Enter choice (1-4): 3
Enter product review: This laptop is amazing! Great performance, fast delivery, but a bit expensive. The customer service was helpful when I had questions.

🔄 Analyzing review with structured output...
Analysis: {"sentiment":"positive","rating":4,"keyPoints":["amazing performance","fast delivery","expensive price","helpful customer service"],"categories":["quality","delivery","price","service"]}

📊 Review Analysis Results:
   Sentiment: positive
   Rating: 4/5
   Key Points: amazing performance, fast delivery, expensive price, helpful customer service
   Categories: quality, delivery, price, service

Key Differences: JSON Mode vs Structured Outputs

JSON Mode:

  • ✅ Simple to implement
  • ✅ Flexible format
  • ❌ Not guaranteed to be valid JSON
  • ❌ Structure can vary
  • ❌ Requires error handling for parsing

Structured Outputs:

  • ✅ Guaranteed valid JSON
  • ✅ Exact schema compliance
  • ✅ No parsing errors
  • ✅ Consistent data structure
  • ❌ Less flexible
  • ❌ Requires schema definition

Real-World Applications

Data Processing Pipelines: Extract structured data from documents, emails, or forms for automated processing.
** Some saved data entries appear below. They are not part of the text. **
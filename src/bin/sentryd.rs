//! sentryd - person detection service
//!
//! Loads the configured detector, serves the HTTP/WebSocket API and runs
//! until Ctrl-C. A model that fails to load leaves the service up with
//! `model_loaded=false`; detection requests answer 503 until restart.

use anyhow::Result;
use std::sync::mpsc;

use person_sentry::{api::ApiServer, detect::load_configured, DetectorHandle, SentryConfig};

fn main() -> Result<()> {
    env_logger::Builder::from_env(env_logger::Env::default().default_filter_or("info")).init();

    let config = SentryConfig::load()?;
    let detector = DetectorHandle::unloaded();
    match load_configured(&config.model) {
        Ok(backend) => detector.install(backend),
        Err(err) => log::error!(
            "failed to load '{}' detector from {}: {}",
            config.model.backend,
            config.model.path.display(),
            err
        ),
    }

    let api_handle = ApiServer::new(config.clone(), detector).spawn()?;
    log::info!(
        "sentryd running on {} (batch processing {})",
        api_handle.addr,
        if config.batch.enabled { "enabled" } else { "disabled" }
    );

    let (tx, rx) = mpsc::channel();
    ctrlc::set_handler(move || {
        let _ = tx.send(());
    })?;

    log::info!("sentryd waiting for shutdown signal (Ctrl-C)...");
    let _ = rx.recv();
    log::info!("shutdown signal received, stopping API server...");
    api_handle.stop()?;

    Ok(())
}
API Responses: Ensure your AI-powered APIs always return consistent, predictable data formats.

Database Integration: Generate data that can be directly inserted into databases without transformation.

Analytics Systems: Extract structured insights from unstructured text for reporting and analysis.

Common Pitfalls to Avoid

Over-complex schemas: Start simple and add complexity gradually. Complex schemas can confuse the AI.

Missing required fields: Always define which fields are required vs optional in your schema.

Wrong data types: Be specific about types (string vs integer vs array) to avoid parsing issues.

Ignoring validation: Even with structured outputs, validate the data makes logical sense (e.g., age > 0).

FAQ

Summary

You've learned to control AI output formats with precision using JSON Mode and Structured Outputs. The key concepts are: JSON Mode provides flexible JSON formatting but without guarantees, Structured Outputs enforce exact schemas for reliable data processing, schema design determines the quality and consistency of extracted data, and combining structured outputs with streaming maintains real-time user experience. This structured approach transforms unpredictable AI text into reliable, processable data that can power automated systems and data pipelines.